In a current research project, I am studying white Afrikaner families in western Cape Town and more specifically how these families are navigating the world post-apartheid. Since the end of the apartheid era, South Africans have been living with many different kinds of vulnerability in their everyday lives. These include a lack of infrastructure, economic and environmental problems, and crime and poverty. Despite all these challenges, white South Africans have managed to improve their income levels. My research examines how family structures and social networks have contributed to this improvement. Yet another research project concerns the Swedish-Finnish minority in Sweden and their lived experiences in relation to the contemporary and ever-changing social contract.

Annika Björnsdotter Teppo

Paul Wallin, Archaeology

My research has focused in various ways on the sites of prehistoric rituals. My thesis concerned ceremonial communal sites (marae) in Polynesia in the Pacific Ocean, which often consist of monumental stone structures. These were places where people and their gods could meet in ritualised forms. In Polynesia, there are also abundant ethno-historical sources that, combined with archaeological data, provide good insights into ritualistic acts.

My theoretical interest lies in how, as an archaeologist, I can trace people’s actions through these physical manifestations. Ritualistic acts should in fact also be repeated, socially instilled practices that also be manifest in how people organise their ritual site for example, and what sacrifices occur at the site. It is these acts of manifestation that, when studied in their context, can be understood by us today.
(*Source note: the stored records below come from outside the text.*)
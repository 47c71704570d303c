// Territory Design toolbox (engine alias `td`): construction and solving of
// balanced territory hierarchies over a base layer.
mod add_balance_variables;
mod add_territory_level;
mod create_territory_solution;
mod rebalance_territories;
mod set_territory_distance_parameters;
mod solve_territories;

pub use self::add_balance_variables::AddBalanceVariables;
pub use self::add_territory_level::AddTerritoryLevel;
pub use self::create_territory_solution::CreateTerritorySolution;
pub use self::rebalance_territories::RebalanceTerritories;
pub use self::set_territory_distance_parameters::SetTerritoryDistanceParameters;
pub use self::solve_territories::SolveTerritories;

#[cfg(test)]
mod tests {
    use crate::tools::*;

    #[test]
    fn territory_tools_derive_an_updated_solution() {
        let tm = ToolManager::new("", &false).unwrap();
        for name in [
            "AddBalanceVariables",
            "AddTerritoryLevel",
            "CreateTerritorySolution",
            "RebalanceTerritories",
            "SetTerritoryDistanceParameters",
            "SolveTerritories",
        ] {
            let tool = tm.get_tool(name).unwrap();
            let last = tool.parameters().last().unwrap();
            assert_eq!(last.direction, ParameterDirection::Derived, "{}", name);
            assert_eq!(
                last.parameter_type,
                ParameterType::TerritorySolution,
                "{}",
                name
            );
            assert_eq!(tool.get_alias(), "td", "{}", name);
            assert_eq!(tool.get_toolbox(), "Territory Design", "{}", name);
        }
    }

    #[test]
    fn distance_parameters_default_to_straight_line_meters() {
        let tool = ToolManager::new("", &false)
            .unwrap()
            .get_tool("SetTerritoryDistanceParameters")
            .unwrap();
        let dtype = tool
            .parameters()
            .iter()
            .find(|p| p.name == "Distance Type")
            .unwrap();
        assert_eq!(dtype.default_value.as_deref(), Some("STRAIGHT_LINE"));
        match &dtype.parameter_type {
            ParameterType::CodedValue(domain) => {
                assert_eq!(
                    domain.codes(),
                    vec!["STRAIGHT_LINE", "NETWORK", "NETWORK_TIME"]
                );
            }
            other => panic!("unexpected parameter type {:?}", other),
        }
        let units = tool
            .parameters()
            .iter()
            .find(|p| p.name == "Distance Units")
            .unwrap();
        assert_eq!(units.default_value.as_deref(), Some("METERS"));
    }

    #[test]
    fn solve_methods_cover_classic_and_optimized() {
        let tool = ToolManager::new("", &false)
            .unwrap()
            .get_tool("SolveTerritories")
            .unwrap();
        let method = tool
            .parameters()
            .iter()
            .find(|p| p.name == "Solve Method")
            .unwrap();
        match &method.parameter_type {
            ParameterType::CodedValue(domain) => {
                assert_eq!(domain.codes(), vec!["CLASSIC", "OPTIMIZED"]);
            }
            other => panic!("unexpected parameter type {:?}", other),
        }
        assert_eq!(method.default_value.as_deref(), Some("CLASSIC"));
    }
}
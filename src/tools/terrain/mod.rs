// Terrain Dataset toolbox (engine alias `3d`): construction and maintenance
// of multi-resolution terrain datasets, and conversion out of them.
mod add_feature_class_to_terrain;
mod add_terrain_pyramid_level;
mod append_terrain_points;
mod build_terrain;
mod change_terrain_reference_scale;
mod change_terrain_resolution_bounds;
mod create_terrain;
mod delete_terrain_points;
mod remove_feature_class_from_terrain;
mod remove_terrain_pyramid_level;
mod replace_terrain_points;
mod terrain_to_points;
mod terrain_to_raster;
mod terrain_to_tin;

pub use self::add_feature_class_to_terrain::AddFeatureClassToTerrain;
pub use self::add_terrain_pyramid_level::AddTerrainPyramidLevel;
pub use self::append_terrain_points::AppendTerrainPoints;
pub use self::build_terrain::BuildTerrain;
pub use self::change_terrain_reference_scale::ChangeTerrainReferenceScale;
pub use self::change_terrain_resolution_bounds::ChangeTerrainResolutionBounds;
pub use self::create_terrain::CreateTerrain;
pub use self::delete_terrain_points::DeleteTerrainPoints;
pub use self::remove_feature_class_from_terrain::RemoveFeatureClassFromTerrain;
pub use self::remove_terrain_pyramid_level::RemoveTerrainPyramidLevel;
pub use self::replace_terrain_points::ReplaceTerrainPoints;
pub use self::terrain_to_points::TerrainToPoints;
pub use self::terrain_to_raster::TerrainToRaster;
pub use self::terrain_to_tin::TerrainToTin;

#[cfg(test)]
mod tests {
    use crate::tools::*;

    #[test]
    fn create_terrain_parameter_order_and_defaults() {
        let tool = ToolManager::new("", &false)
            .unwrap()
            .get_tool("CreateTerrain")
            .unwrap();
        let names: Vec<String> = tool.parameters().iter().map(|p| p.name.clone()).collect();
        assert_eq!(
            names,
            vec![
                "Input Feature Dataset",
                "Output Terrain Name",
                "Average Point Spacing",
                "Maximum Overview Size",
                "Pyramid Type",
                "Windowsize Method",
                "Secondary Thinning Method",
                "Secondary Thinning Threshold",
                "Output Terrain"
            ]
        );
        let pyramid_type = &tool.parameters()[4];
        assert_eq!(pyramid_type.default_value.as_deref(), Some("WINDOWSIZE"));
        match &pyramid_type.parameter_type {
            ParameterType::CodedValue(domain) => {
                assert_eq!(domain.codes(), vec!["WINDOWSIZE", "ZTOLERANCE"]);
            }
            other => panic!("unexpected parameter type {:?}", other),
        }
    }

    #[test]
    fn surface_feature_type_domain_tokens() {
        let tool = ToolManager::new("", &false)
            .unwrap()
            .get_tool("AddFeatureClassToTerrain")
            .unwrap();
        let sf_type = tool
            .parameters()
            .iter()
            .find(|p| p.name == "Surface Feature Type")
            .unwrap();
        match &sf_type.parameter_type {
            ParameterType::CodedValue(domain) => {
                for code in [
                    "MASS_POINTS",
                    "ON_SURFACE",
                    "HARDLINE",
                    "SOFTLINE",
                    "HARDCLIP",
                    "SOFTCLIP",
                    "HARDERASE",
                    "SOFTERASE",
                    "HARDREPLACE",
                    "SOFTREPLACE",
                    "ANCHORPOINTS",
                ] {
                    assert!(domain.contains(code), "missing token {}", code);
                }
            }
            other => panic!("unexpected parameter type {:?}", other),
        }
        assert_eq!(sf_type.default_value.as_deref(), Some("MASS_POINTS"));
    }

    #[test]
    fn terrain_edit_tools_end_with_a_derived_terrain() {
        let tm = ToolManager::new("", &false).unwrap();
        for name in [
            "AddFeatureClassToTerrain",
            "AddTerrainPyramidLevel",
            "AppendTerrainPoints",
            "BuildTerrain",
            "ChangeTerrainReferenceScale",
            "ChangeTerrainResolutionBounds",
            "CreateTerrain",
            "DeleteTerrainPoints",
            "RemoveFeatureClassFromTerrain",
            "RemoveTerrainPyramidLevel",
            "ReplaceTerrainPoints",
        ] {
            let tool = tm.get_tool(name).unwrap();
            let last = tool.parameters().last().unwrap();
            assert_eq!(last.direction, ParameterDirection::Derived, "{}", name);
            assert_eq!(last.parameter_type, ParameterType::TerrainDataset, "{}", name);
            assert_eq!(tool.get_alias(), "3d", "{}", name);
            assert_eq!(tool.get_toolbox(), "Terrain Dataset", "{}", name);
        }
    }

    #[test]
    fn terrain_to_raster_environments() {
        let tool = ToolManager::new("", &false)
            .unwrap()
            .get_tool("TerrainToRaster")
            .unwrap();
        let keys: Vec<&str> = tool
            .valid_environments()
            .iter()
            .map(|k| k.as_key())
            .collect();
        assert_eq!(
            keys,
            vec![
                "workspace",
                "scratchWorkspace",
                "extent",
                "cellSize",
                "snapRaster",
                "outputCoordinateSystem",
                "compression",
                "pyramid",
                "nodata",
                "tileSize",
                "parallelProcessingFactor"
            ]
        );
    }
}
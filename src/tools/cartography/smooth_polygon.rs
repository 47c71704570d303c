use crate::tools::*;

/// Smooths sharp angles in polygon outlines to improve their cartographic
/// appearance.
pub struct SmoothPolygon {
    name: String,
    display_name: String,
    description: String,
    toolbox: String,
    alias: String,
    parameters: Vec<ToolParameter>,
    valid_environments: Vec<EnvironmentKey>,
    example_usage: String,
}

impl SmoothPolygon {
    pub fn new() -> SmoothPolygon {
        // public constructor
        let name = "SmoothPolygon".to_string();
        let display_name = "Smooth Polygon".to_string();
        let toolbox = "Cartography".to_string();
        let alias = "cartography".to_string();
        let description =
            "Smooths sharp angles in polygon outlines to improve aesthetic or cartographic quality."
                .to_string();

        let mut parameters = vec![];
        parameters.push(ToolParameter {
            name: "Input Features".to_owned(),
            flags: vec!["-i".to_owned(), "--in_features".to_owned()],
            description: "The polygon features to smooth.".to_owned(),
            parameter_type: ParameterType::FeatureLayer(GeometryType::Polygon),
            direction: ParameterDirection::Required,
            default_value: None,
        });

        parameters.push(ToolParameter {
            name: "Output Feature Class".to_owned(),
            flags: vec!["-o".to_owned(), "--out_feature_class".to_owned()],
            description: "The smoothed polygon feature class to create.".to_owned(),
            parameter_type: ParameterType::FeatureClass(GeometryType::Polygon),
            direction: ParameterDirection::Required,
            default_value: None,
        });

        parameters.push(ToolParameter {
            name: "Smoothing Algorithm".to_owned(),
            flags: vec!["--algorithm".to_owned()],
            description: "The smoothing algorithm.".to_owned(),
            parameter_type: ParameterType::CodedValue(CodedValueDomain::new(
                "algorithm",
                &[
                    ("PAEK", "Polynomial approximation with exponential kernel"),
                    ("BEZIER_INTERPOLATION", "Bezier curves fitted between vertices"),
                ],
            )),
            direction: ParameterDirection::Optional,
            default_value: Some("PAEK".to_owned()),
        });

        parameters.push(ToolParameter {
            name: "Smoothing Tolerance".to_owned(),
            flags: vec!["--tolerance".to_owned()],
            description:
                "The PAEK smoothing tolerance. Ignored by Bezier interpolation, pass zero."
                    .to_owned(),
            parameter_type: ParameterType::LinearUnit,
            direction: ParameterDirection::Required,
            default_value: None,
        });

        parameters.push(ToolParameter {
            name: "Topological Error Handling".to_owned(),
            flags: vec!["--error_option".to_owned()],
            description: "How topological errors introduced by smoothing are handled.".to_owned(),
            parameter_type: ParameterType::CodedValue(CodedValueDomain::new(
                "error_option",
                &[
                    ("NO_CHECK", "Do not check for topological errors"),
                    ("FLAG_ERRORS", "Flag topological errors"),
                    ("RESOLVE_ERRORS", "Resolve topological errors"),
                ],
            )),
            direction: ParameterDirection::Optional,
            default_value: Some("NO_CHECK".to_owned()),
        });

        let valid_environments = vec![
            EnvironmentKey::Workspace,
            EnvironmentKey::ScratchWorkspace,
            EnvironmentKey::Extent,
            EnvironmentKey::OutputCoordinateSystem,
            EnvironmentKey::CartographicPartitions,
            EnvironmentKey::XyResolution,
            EnvironmentKey::XyTolerance,
        ];

        let usage = example_usage(
            &name,
            "-i=lakes -o=gis.gdb/lakes_smoothed --algorithm=BEZIER_INTERPOLATION --tolerance='0 Meters'",
        );

        SmoothPolygon {
            name: name,
            display_name: display_name,
            description: description,
            toolbox: toolbox,
            alias: alias,
            parameters: parameters,
            valid_environments: valid_environments,
            example_usage: usage,
        }
    }
}

impl GeoprocessingTool for SmoothPolygon {
    fn get_source_file(&self) -> String {
        String::from(file!())
    }

    fn get_tool_name(&self) -> String {
        self.name.clone()
    }

    fn get_display_name(&self) -> String {
        self.display_name.clone()
    }

    fn get_tool_description(&self) -> String {
        self.description.clone()
    }

    fn get_toolbox(&self) -> String {
        self.toolbox.clone()
    }

    fn get_alias(&self) -> String {
        self.alias.clone()
    }

    fn parameters(&self) -> &[ToolParameter] {
        &self.parameters
    }

    fn valid_environments(&self) -> &[EnvironmentKey] {
        &self.valid_environments
    }

    fn get_example_usage(&self) -> String {
        self.example_usage.clone()
    }
}
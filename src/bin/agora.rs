use std::path::PathBuf;

use clap::{App, Arg};

use log::{error, info};

use agora::{new_instance, Config, Error, Result};

fn main() -> Result<()> {
    let matches = App::new("agora")
        .version(env!("CARGO_PKG_VERSION"))
        .about("Community discussion server")
        .arg(
            Arg::with_name("config")
                .short("c")
                .long("config")
                .value_name("FILE")
                .takes_value(true)
                .help("Config file to use"),
        )
        .get_matches();

    let config_path = matches
        .value_of("config")
        .map(PathBuf::from)
        .unwrap_or_else(Config::default_path);

    let config = Config::open(&config_path)?;

    agora::logging::init(&config)?;

    info!("Using config file {}", config_path.display());
    config.debug_log();

    let address = format!("{}:{}", config.address, config.port);
    let rocket = new_instance(config)?;

    info!("Listening on {}", address);

    // Only returns if the server couldn't start.
    let err = Error::from(rocket.launch());
    error!("{}", err);

    Err(err)
}
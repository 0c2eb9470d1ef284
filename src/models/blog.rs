//! Types related to blogs.

use chrono::{DateTime, Utc};

use diesel::insert_into;
use diesel::prelude::*;

use serde::Serialize;

use crate::models::{Connection, Page, User, UserId};
use crate::schema::blog;
use crate::validators::{BlogPayload, Validate};
use crate::{Error, Result};

/// A blog ID.
pub type BlogId = i32;

/// A long-form article written by a user.
#[derive(Clone, Debug, Queryable, Serialize)]
pub struct Blog {
    pub id: BlogId,
    pub title: String,
    /// The Markdown source of the blog.
    pub content: String,
    /// The URL of the cover image.
    pub cover_image: String,
    /// A comma separated list of tags.
    pub tags: String,
    pub author_id: UserId,
    pub created_at: DateTime<Utc>,
}

impl Blog {
    /// The tags of the blog, without blanks.
    pub fn tag_list(&self) -> Vec<String> {
        split_tags(&self.tags)
    }
}

/// Split a comma separated list of tags.
pub fn split_tags<S>(tags: S) -> Vec<String>
where
    S: AsRef<str>,
{
    tags.as_ref()
        .split(',')
        .map(str::trim)
        .filter(|tag| !tag.is_empty())
        .map(ToString::to_string)
        .collect()
}

#[derive(Debug, Insertable)]
#[table_name = "blog"]
pub struct NewBlog {
    pub title: String,
    pub content: String,
    pub cover_image: String,
    pub tags: String,
    pub author_id: UserId,
}

impl Connection {
    /// Create a blog.
    pub fn create_blog(&self, author: &User, payload: &BlogPayload) -> Result<Blog> {
        use crate::schema::blog::dsl::blog;

        payload.validate()?;

        let new_blog = NewBlog {
            title: payload.title.clone(),
            content: payload.content.clone(),
            cover_image: payload.cover_image.trim().to_string(),
            tags: split_tags(&payload.tags).join(", "),
            author_id: author.id,
        };

        Ok(insert_into(blog).values(&new_blog).get_result(&self.inner)?)
    }

    /// Get a blog.
    pub fn blog(&self, blog_id: BlogId) -> Result<Blog> {
        use crate::schema::blog::dsl::blog;

        blog.find(blog_id)
            .first(&self.inner)
            .optional()?
            .ok_or(Error::BlogNotFound { blog_id })
    }

    /// Get a page of blogs, newest first.
    pub fn blog_page(&self, page: Page) -> Result<Vec<Blog>> {
        use crate::schema::blog::columns::{created_at, id};
        use crate::schema::blog::dsl::blog;

        Ok(blog
            .order((created_at.desc(), id.desc()))
            .limit(i64::from(page.width))
            .offset(page.offset())
            .load(&self.inner)?)
    }
}

#[cfg(test)]
mod tests {
    use super::*;

    #[test]
    fn tags() {
        assert_eq!(split_tags("rust, web ,, databases "), vec!["rust", "web", "databases"]);
        assert!(split_tags("").is_empty());
        assert!(split_tags(" , ").is_empty());
    }
}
Another research field I am involved in is concerns 5,000 year old burial places from the Scandinavian, and in particular, the Gotland, Stone Age. Here I can trace socially instilled burial practices, which on one level are relatively generally in format and in part ensue from the biological sex of the individual, but above all their age. On an individual level, however, in many cases there are quite special treatments. I am also currently involved in a larger DNA project where we can now see close kinship between certain individuals, which opens the way to a deeper and new way of understanding their relationships.